Task to complete: Return, word for word, only the lines of the data below that lie between the line with "pub struct AccessGuard<W>" and the line with "let role = workspace.role_of(&identity.user_id);", those two lines included.

[Stored data entries]

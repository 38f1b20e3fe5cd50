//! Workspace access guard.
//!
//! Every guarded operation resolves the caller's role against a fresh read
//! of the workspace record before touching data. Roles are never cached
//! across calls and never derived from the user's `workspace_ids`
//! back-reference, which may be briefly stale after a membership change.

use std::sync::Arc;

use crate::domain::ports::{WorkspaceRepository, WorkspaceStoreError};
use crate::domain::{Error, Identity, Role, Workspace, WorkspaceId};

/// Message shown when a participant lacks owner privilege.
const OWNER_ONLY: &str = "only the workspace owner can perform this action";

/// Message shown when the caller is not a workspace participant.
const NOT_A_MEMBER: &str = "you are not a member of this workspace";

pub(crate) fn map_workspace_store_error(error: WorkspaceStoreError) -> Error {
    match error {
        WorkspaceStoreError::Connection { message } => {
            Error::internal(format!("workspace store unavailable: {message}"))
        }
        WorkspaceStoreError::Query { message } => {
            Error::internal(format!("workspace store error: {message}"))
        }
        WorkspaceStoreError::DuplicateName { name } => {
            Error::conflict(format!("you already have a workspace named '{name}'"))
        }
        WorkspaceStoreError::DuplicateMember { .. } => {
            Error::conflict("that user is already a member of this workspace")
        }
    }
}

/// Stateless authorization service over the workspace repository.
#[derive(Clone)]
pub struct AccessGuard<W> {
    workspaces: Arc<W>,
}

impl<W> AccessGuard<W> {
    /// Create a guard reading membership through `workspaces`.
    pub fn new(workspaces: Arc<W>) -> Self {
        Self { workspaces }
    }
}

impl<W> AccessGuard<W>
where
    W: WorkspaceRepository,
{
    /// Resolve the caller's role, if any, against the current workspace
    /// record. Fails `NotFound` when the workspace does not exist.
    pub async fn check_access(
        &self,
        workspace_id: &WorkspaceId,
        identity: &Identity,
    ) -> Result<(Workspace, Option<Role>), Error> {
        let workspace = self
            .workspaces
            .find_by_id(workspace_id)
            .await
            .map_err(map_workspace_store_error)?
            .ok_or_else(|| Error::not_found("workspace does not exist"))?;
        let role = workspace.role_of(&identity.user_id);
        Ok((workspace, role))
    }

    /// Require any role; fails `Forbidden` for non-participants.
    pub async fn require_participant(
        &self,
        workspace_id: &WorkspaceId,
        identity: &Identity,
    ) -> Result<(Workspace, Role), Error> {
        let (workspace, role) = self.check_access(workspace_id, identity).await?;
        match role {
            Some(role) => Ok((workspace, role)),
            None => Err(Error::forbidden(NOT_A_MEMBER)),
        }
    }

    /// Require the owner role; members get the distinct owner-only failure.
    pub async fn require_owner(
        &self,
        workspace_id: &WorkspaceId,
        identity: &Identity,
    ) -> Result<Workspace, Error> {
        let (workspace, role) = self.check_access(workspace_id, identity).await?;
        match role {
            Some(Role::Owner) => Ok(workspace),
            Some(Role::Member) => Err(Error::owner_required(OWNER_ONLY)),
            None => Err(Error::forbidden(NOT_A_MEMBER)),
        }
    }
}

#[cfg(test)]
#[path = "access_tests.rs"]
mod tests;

Written answer:
pub struct AccessGuard<W> {
    workspaces: Arc<W>,
}

impl<W> AccessGuard<W> {
    /// Create a guard reading membership through `workspaces`.
    pub fn new(workspaces: Arc<W>) -> Self {
        Self { workspaces }
    }
}

impl<W> AccessGuard<W>
where
    W: WorkspaceRepository,
{
    /// Resolve the caller's role, if any, against the current workspace
    /// record. Fails `NotFound` when the workspace does not exist.
    pub async fn check_access(
        &self,
        workspace_id: &WorkspaceId,
        identity: &Identity,
    ) -> Result<(Workspace, Option<Role>), Error> {
        let workspace = self
            .workspaces
            .find_by_id(workspace_id)
            .await
            .map_err(map_workspace_store_error)?
            .ok_or_else(|| Error::not_found("workspace does not exist"))?;
        let role = workspace.role_of(&identity.user_id);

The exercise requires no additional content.